**WORK REQUIRED:**
Send back all of the records, each one exactly as written.
=== DATA EXTRACTS ===
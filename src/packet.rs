//! Packet codec for the fixed 17-byte trade frame.
//!
//! Layout (all integers big-endian):
//!
//! ```text
//! [symbol:4 ascii][side:1][quantity:i32][price:i32][sequence:i32]
//! ```
//!
//! [`decode`] parses exactly one frame; [`frames`] walks a buffer holding
//! zero or more concatenated frames and reports residual bytes as
//! [`FeedError::TruncatedFrame`].
use std::fmt;

use serde::{Deserialize, Deserializer, Serialize, Serializer};

use crate::error::{FeedError, Result};

/// Size of one packet frame on the wire.
pub const FRAME_LEN: usize = 17;

const OFF_SIDE: usize = 4;
const OFF_QTY: usize = 5;
const OFF_PRICE: usize = 9;
const OFF_SEQ: usize = 13;

/// Four-byte ASCII instrument identifier, space- or null-padded on the wire.
#[derive(Clone, Copy, PartialEq, Eq, Hash)]
pub struct Symbol([u8; 4]);

impl Symbol {
    /// Build a symbol from up to four ASCII characters, space padding the rest.
    pub fn new(s: &str) -> Option<Self> {
        if s.len() > 4 || !s.is_ascii() {
            return None;
        }
        let mut raw = [b' '; 4];
        raw[..s.len()].copy_from_slice(s.as_bytes());
        Some(Self(raw))
    }

    pub fn from_bytes(raw: [u8; 4]) -> Self {
        Self(raw)
    }

    pub fn as_bytes(&self) -> &[u8; 4] {
        &self.0
    }

    /// Symbol text with wire padding stripped.
    pub fn trimmed(&self) -> String {
        let end = self
            .0
            .iter()
            .rposition(|b| *b != b' ' && *b != 0)
            .map_or(0, |i| i + 1);
        String::from_utf8_lossy(&self.0[..end]).into_owned()
    }
}

impl fmt::Debug for Symbol {
    fn fmt(&self, f: &mut fmt::Formatter<'_>) -> fmt::Result {
        write!(f, "Symbol({:?})", String::from_utf8_lossy(&self.0))
    }
}

impl fmt::Display for Symbol {
    fn fmt(&self, f: &mut fmt::Formatter<'_>) -> fmt::Result {
        f.write_str(&self.trimmed())
    }
}

impl Serialize for Symbol {
    fn serialize<S: Serializer>(&self, serializer: S) -> std::result::Result<S::Ok, S::Error> {
        serializer.serialize_str(&self.trimmed())
    }
}

impl<'de> Deserialize<'de> for Symbol {
    fn deserialize<D: Deserializer<'de>>(deserializer: D) -> std::result::Result<Self, D::Error> {
        let s = String::deserialize(deserializer)?;
        Symbol::new(&s).ok_or_else(|| serde::de::Error::custom(format!("invalid symbol {s:?}")))
    }
}

/// Trade direction. `Resend` only appears on synthetic filler frames.
#[derive(Debug, Clone, Copy, PartialEq, Eq, Serialize, Deserialize)]
pub enum Side {
    #[serde(rename = "B")]
    Buy,
    #[serde(rename = "S")]
    Sell,
    #[serde(rename = "R")]
    Resend,
}

impl Side {
    pub fn to_byte(self) -> u8 {
        match self {
            Side::Buy => b'B',
            Side::Sell => b'S',
            Side::Resend => b'R',
        }
    }

    pub fn from_byte(byte: u8) -> Result<Self> {
        match byte {
            b'B' => Ok(Side::Buy),
            b'S' => Ok(Side::Sell),
            b'R' => Ok(Side::Resend),
            _ => Err(FeedError::InvalidSide { byte }),
        }
    }
}

/// One trade event.
#[derive(Debug, Clone, PartialEq, Eq, Serialize, Deserialize)]
pub struct Packet {
    pub symbol: Symbol,
    pub side: Side,
    pub quantity: i32,
    /// Server-defined fixed-point unit.
    pub price: i32,
    pub sequence: i32,
}

impl Packet {
    /// Filler the exchange returns when it cannot regenerate a sequence.
    /// Only `sequence` is meaningful.
    pub fn filler(symbol: Symbol, sequence: i32) -> Self {
        Self { symbol, side: Side::Resend, quantity: 0, price: 0, sequence }
    }

    pub fn is_filler(&self) -> bool {
        self.side == Side::Resend
    }
}

/// Serialise a packet into its 17-byte frame.
pub fn encode(p: &Packet) -> [u8; FRAME_LEN] {
    let mut buf = [0u8; FRAME_LEN];
    buf[..OFF_SIDE].copy_from_slice(p.symbol.as_bytes());
    buf[OFF_SIDE] = p.side.to_byte();
    buf[OFF_QTY..OFF_PRICE].copy_from_slice(&p.quantity.to_be_bytes());
    buf[OFF_PRICE..OFF_SEQ].copy_from_slice(&p.price.to_be_bytes());
    buf[OFF_SEQ..FRAME_LEN].copy_from_slice(&p.sequence.to_be_bytes());
    buf
}

/// Parse one frame from the start of `bytes`. Bytes past the first frame are ignored.
pub fn decode(bytes: &[u8]) -> Result<Packet> {
    if bytes.len() < FRAME_LEN {
        return Err(FeedError::MalformedFrame { expected: FRAME_LEN, got: bytes.len() });
    }
    let read_i32 = |off: usize| {
        let mut tmp = [0u8; 4];
        tmp.copy_from_slice(&bytes[off..off + 4]);
        i32::from_be_bytes(tmp)
    };
    let mut symbol = [0u8; 4];
    symbol.copy_from_slice(&bytes[..OFF_SIDE]);
    if !symbol.is_ascii() {
        return Err(FeedError::InvalidSymbol { bytes: symbol });
    }
    Ok(Packet {
        symbol: Symbol::from_bytes(symbol),
        side: Side::from_byte(bytes[OFF_SIDE])?,
        quantity: read_i32(OFF_QTY),
        price: read_i32(OFF_PRICE),
        sequence: read_i32(OFF_SEQ),
    })
}

/// Lazy iterator over concatenated frames. Cloning restarts from the
/// position the clone was taken at; [`frames`] always starts at offset 0.
#[derive(Debug, Clone)]
pub struct Frames<'a> {
    buf: &'a [u8],
    off: usize,
    done: bool,
}

pub fn frames(buf: &[u8]) -> Frames<'_> {
    Frames { buf, off: 0, done: false }
}

impl Iterator for Frames<'_> {
    type Item = Result<Packet>;

    fn next(&mut self) -> Option<Self::Item> {
        if self.done {
            return None;
        }
        let rest = &self.buf[self.off..];
        if rest.is_empty() {
            self.done = true;
            return None;
        }
        if rest.len() < FRAME_LEN {
            self.done = true;
            return Some(Err(FeedError::TruncatedFrame { residual: rest.len() }));
        }
        self.off += FRAME_LEN;
        let item = decode(rest);
        if item.is_err() {
            self.done = true;
        }
        Some(item)
    }
}

/// Decode a whole buffer, failing on the first bad frame or on residual bytes.
pub fn decode_all(buf: &[u8]) -> Result<Vec<Packet>> {
    frames(buf).collect()
}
===
**RESPONSE FOR THIS EXERCISE:**
filename src/packet.rs
//! Packet codec for the fixed 17-byte trade frame.
//!
//! Layout (all integers big-endian):
//!
//! ```text
//! [symbol:4 ascii][side:1][quantity:i32][price:i32][sequence:i32]
//! ```
//!
//! [`decode`] parses exactly one frame; [`frames`] walks a buffer holding
//! zero or more concatenated frames and reports residual bytes as
//! [`FeedError::TruncatedFrame`].
use std::fmt;

use serde::{Deserialize, Deserializer, Serialize, Serializer};

use crate::error::{FeedError, Result};

/// Size of one packet frame on the wire.
pub const FRAME_LEN: usize = 17;

const OFF_SIDE: usize = 4;
const OFF_QTY: usize = 5;
const OFF_PRICE: usize = 9;
const OFF_SEQ: usize = 13;

/// Four-byte ASCII instrument identifier, space- or null-padded on the wire.
#[derive(Clone, Copy, PartialEq, Eq, Hash)]
pub struct Symbol([u8; 4]);

impl Symbol {
    /// Build a symbol from up to four ASCII characters, space padding the rest.
    pub fn new(s: &str) -> Option<Self> {
        if s.len() > 4 || !s.is_ascii() {
            return None;
        }
        let mut raw = [b' '; 4];
        raw[..s.len()].copy_from_slice(s.as_bytes());
        Some(Self(raw))
    }

    pub fn from_bytes(raw: [u8; 4]) -> Self {
        Self(raw)
    }

    pub fn as_bytes(&self) -> &[u8; 4] {
        &self.0
    }

    /// Symbol text with wire padding stripped.
    pub fn trimmed(&self) -> String {
        let end = self
            .0
            .iter()
            .rposition(|b| *b != b' ' && *b != 0)
            .map_or(0, |i| i + 1);
        String::from_utf8_lossy(&self.0[..end]).into_owned()
    }
}

impl fmt::Debug for Symbol {
    fn fmt(&self, f: &mut fmt::Formatter<'_>) -> fmt::Result {
        write!(f, "Symbol({:?})", String::from_utf8_lossy(&self.0))
    }
}

impl fmt::Display for Symbol {
    fn fmt(&self, f: &mut fmt::Formatter<'_>) -> fmt::Result {
        f.write_str(&self.trimmed())
    }
}

impl Serialize for Symbol {
    fn serialize<S: Serializer>(&self, serializer: S) -> std::result::Result<S::Ok, S::Error> {
        serializer.serialize_str(&self.trimmed())
    }
}

impl<'de> Deserialize<'de> for Symbol {
    fn deserialize<D: Deserializer<'de>>(deserializer: D) -> std::result::Result<Self, D::Error> {
        let s = String::deserialize(deserializer)?;
        Symbol::new(&s).ok_or_else(|| serde::de::Error::custom(format!("invalid symbol {s:?}")))
    }
}

/// Trade direction. `Resend` only appears on synthetic filler frames.
#[derive(Debug, Clone, Copy, PartialEq, Eq, Serialize, Deserialize)]
pub enum Side {
    #[serde(rename = "B")]
    Buy,
    #[serde(rename = "S")]
    Sell,
    #[serde(rename = "R")]
    Resend,
}

impl Side {
    pub fn to_byte(self) -> u8 {
        match self {
            Side::Buy => b'B',
            Side::Sell => b'S',
            Side::Resend => b'R',
        }
    }

    pub fn from_byte(byte: u8) -> Result<Self> {
        match byte {
            b'B' => Ok(Side::Buy),
            b'S' => Ok(Side::Sell),
            b'R' => Ok(Side::Resend),
            _ => Err(FeedError::InvalidSide { byte }),
        }
    }
}

/// One trade event.
#[derive(Debug, Clone, PartialEq, Eq, Serialize, Deserialize)]
pub struct Packet {
    pub symbol: Symbol,
    pub side: Side,
    pub quantity: i32,
    /// Server-defined fixed-point unit.
    pub price: i32,
    pub sequence: i32,
}

impl Packet {
    /// Filler the exchange returns when it cannot regenerate a sequence.
    /// Only `sequence` is meaningful.
    pub fn filler(symbol: Symbol, sequence: i32) -> Self {
        Self { symbol, side: Side::Resend, quantity: 0, price: 0, sequence }
    }

    pub fn is_filler(&self) -> bool {
        self.side == Side::Resend
    }
}

/// Serialise a packet into its 17-byte frame.
pub fn encode(p: &Packet) -> [u8; FRAME_LEN] {
    let mut buf = [0u8; FRAME_LEN];
    buf[..OFF_SIDE].copy_from_slice(p.symbol.as_bytes());
    buf[OFF_SIDE] = p.side.to_byte();
    buf[OFF_QTY..OFF_PRICE].copy_from_slice(&p.quantity.to_be_bytes());
    buf[OFF_PRICE..OFF_SEQ].copy_from_slice(&p.price.to_be_bytes());
    buf[OFF_SEQ..FRAME_LEN].copy_from_slice(&p.sequence.to_be_bytes());
    buf
}

/// Parse one frame from the start of `bytes`. Bytes past the first frame are ignored.
pub fn decode(bytes: &[u8]) -> Result<Packet> {
    if bytes.len() < FRAME_LEN {
        return Err(FeedError::MalformedFrame { expected: FRAME_LEN, got: bytes.len() });
    }
    let read_i32 = |off: usize| {
        let mut tmp = [0u8; 4];
        tmp.copy_from_slice(&bytes[off..off + 4]);
        i32::from_be_bytes(tmp)
    };
    let mut symbol = [0u8; 4];
    symbol.copy_from_slice(&bytes[..OFF_SIDE]);
    if !symbol.is_ascii() {
        return Err(FeedError::InvalidSymbol { bytes: symbol });
    }
    Ok(Packet {
        symbol: Symbol::from_bytes(symbol),
        side: Side::from_byte(bytes[OFF_SIDE])?,
        quantity: read_i32(OFF_QTY),
        price: read_i32(OFF_PRICE),
        sequence: read_i32(OFF_SEQ),
    })
}

/// Lazy iterator over concatenated frames. Cloning restarts from the
/// position the clone was taken at; [`frames`] always starts at offset 0.
#[derive(Debug, Clone)]
pub struct Frames<'a> {
    buf: &'a [u8],
    off: usize,
    done: bool,
}

pub fn frames(buf: &[u8]) -> Frames<'_> {
    Frames { buf, off: 0, done: false }
}

impl Iterator for Frames<'_> {
    type Item = Result<Packet>;

    fn next(&mut self) -> Option<Self::Item> {
        if self.done {
            return None;
        }
        let rest = &self.buf[self.off..];
        if rest.is_empty() {
            self.done = true;
            return None;
        }
        if rest.len() < FRAME_LEN {
            self.done = true;
            return Some(Err(FeedError::TruncatedFrame { residual: rest.len() }));
        }
        self.off += FRAME_LEN;
        let item = decode(rest);
        if item.is_err() {
            self.done = true;
        }
        Some(item)
    }
}

/// Decode a whole buffer, failing on the first bad frame or on residual bytes.
pub fn decode_all(buf: &[u8]) -> Result<Vec<Packet>> {
    frames(buf).collect()
}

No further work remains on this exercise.